:: Action item ::
Where a line in the listing below contains the word "LazyProvider", copy that line.

================

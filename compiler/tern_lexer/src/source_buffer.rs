//! Sentinel-terminated source buffer for zero-bounds-check scanning.
//!
//! The buffer guarantees a `0x00` sentinel byte after the source content,
//! allowing the scanner to detect EOF without explicit bounds checking.
//! The total buffer size is rounded up to the next 64-byte boundary for
//! cache-line alignment, which also provides safe padding for reads near
//! the end of the buffer.
//!
//! Interior null bytes in the source are not EOF; the cursor tells them
//! apart by comparing its position against the source length, and the
//! scanner folds them into invalid-run tokens like any other
//! unrecognized byte.

use crate::Cursor;

/// Cache line size in bytes, used for buffer alignment padding.
const CACHE_LINE: usize = 64;

/// Sentinel-terminated source buffer for zero-bounds-check scanning.
///
/// # Layout
///
/// ```text
/// [source_bytes..., 0x00, padding_zeros...]
///  ^                ^     ^
///  0                |     rounded up to 64-byte boundary
///              source_len (sentinel)
/// ```
///
/// The sentinel byte at `source_len` is always `0x00`. All subsequent
/// bytes (cache-line padding) are also `0x00`.
#[derive(Clone, Debug)]
pub struct SourceBuffer {
    /// Owned buffer: `[source_bytes..., 0x00 sentinel, 0x00 padding...]`.
    buf: Vec<u8>,
    /// Length of the actual source content (excludes sentinel and padding).
    source_len: u32,
}

impl SourceBuffer {
    /// Create a new sentinel-terminated buffer from source code.
    ///
    /// Copies the source bytes into a cache-line-aligned buffer with a
    /// `0x00` sentinel byte appended.
    ///
    /// # File Size
    ///
    /// Sources whose length does not fit in `u32` saturate `source_len`
    /// at `u32::MAX`; [`tokenize`](crate::tokenize) rejects oversized
    /// sources upstream before constructing a buffer.
    pub fn new(source: &str) -> Self {
        let source_bytes = source.as_bytes();
        let source_len = source_bytes.len();

        // Round up to next 64-byte boundary (minimum: source + 1 sentinel byte).
        let padded_len = (source_len + 1 + CACHE_LINE - 1) & !(CACHE_LINE - 1);

        // Allocate zero-filled buffer, then copy source bytes.
        // The sentinel (buf[source_len]) and padding are already 0x00.
        let mut buf = vec![0u8; padded_len];
        buf[..source_len].copy_from_slice(source_bytes);

        let source_len = u32::try_from(source_len).unwrap_or(u32::MAX);

        Self { buf, source_len }
    }

    /// Returns the source bytes (without sentinel or padding).
    pub fn as_bytes(&self) -> &[u8] {
        &self.buf[..self.source_len as usize]
    }

    /// Create a [`Cursor`] positioned at byte 0.
    pub fn cursor(&self) -> Cursor<'_> {
        Cursor::new(&self.buf, self.source_len)
    }

    /// Length of the source content in bytes (excludes sentinel and padding).
    pub fn len(&self) -> u32 {
        self.source_len
    }

    /// Returns `true` if the source content is empty.
    pub fn is_empty(&self) -> bool {
        self.source_len == 0
    }
}
/// Single-pass scanner over one source string.
///
/// Created fresh per tokenization call; all line/column bookkeeping and
/// the output buffer live here, never in process-wide state. The
/// borrowed `source` provides token text slices, while the cursor walks
/// the sentinel-terminated copy owned by the caller's
/// [`SourceBuffer`](crate::SourceBuffer).
pub struct Scanner<'src, 'buf> {
    source: &'src str,
    cursor: Cursor<'buf>,
    /// Current mode; `Mode::None` when no token is accumulating.
    mode: Mode,
    /// Start offset of the open mode. Meaningless while `mode` is
    /// `Mode::None`.
    mode_start: u32,
    /// 1-based line of the current position.
    line: u32,
    /// Byte offset of the first byte of the current line.
    line_start: u32,
    tokens: Vec<Token<'src>>,
}
use super::RawAssessment;
use super::parse::parse_model_response;
use super::prompt::{SYSTEM_PROMPT, build_analysis_prompt};
use crate::config::ModelConfig;
use crate::error::VerifyError;
use crate::github::FileSampleSet;
use crate::llm::{CompletionRequest, LazyProvider, sanitize_api_error};
use crate::score::ScoreAggregator;
use tracing::{debug, info};

/// Analyzer that asks a chat-completion backend to grade the sample.
#[derive(Debug)]
pub struct ModelBackedAnalyzer {
    provider: LazyProvider,
    config: ModelConfig,
    aggregator: ScoreAggregator,
}

impl ModelBackedAnalyzer {
    pub fn new(provider: LazyProvider, config: ModelConfig, aggregator: ScoreAggregator) -> Self {
        Self {
            provider,
            config,
            aggregator,
        }
    }

    pub async fn assess(
        &self,
        repo_url: &str,
        skill: &str,
        samples: &FileSampleSet,
    ) -> Result<RawAssessment, VerifyError> {
        let prompt = build_analysis_prompt(skill, repo_url, samples);
        let request = CompletionRequest::new(&prompt, &self.config.model)
            .with_system(SYSTEM_PROMPT)
            .with_temperature(self.config.temperature)
            .with_max_tokens(self.config.max_tokens);

        let provider = self.provider.get();
        info!(
            provider = provider.name(),
            model = %self.config.model,
            files = samples.len(),
            prompt_chars = prompt.len(),
            "requesting model assessment"
        );

        let reply = provider
            .complete(request)
            .await
            .map_err(|e| VerifyError::Backend(sanitize_api_error(&format!("{e:#}"))))?;

        let parsed = parse_model_response(&reply)?;
        if let Some(reported) = parsed.reported_overall {
            let recomputed = self.aggregator.ai_score(&parsed.assessment);
            if u64::from(reported) != recomputed {
                debug!(
                    reported,
                    recomputed, "model overall_score disagrees with weighted sub-scores"
                );
            }
        }
        Ok(parsed.assessment)
    }
}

================

:: Your solution ::
use crate::llm::{CompletionRequest, LazyProvider, sanitize_api_error};
    provider: LazyProvider,
    pub fn new(provider: LazyProvider, config: ModelConfig, aggregator: ScoreAggregator) -> Self {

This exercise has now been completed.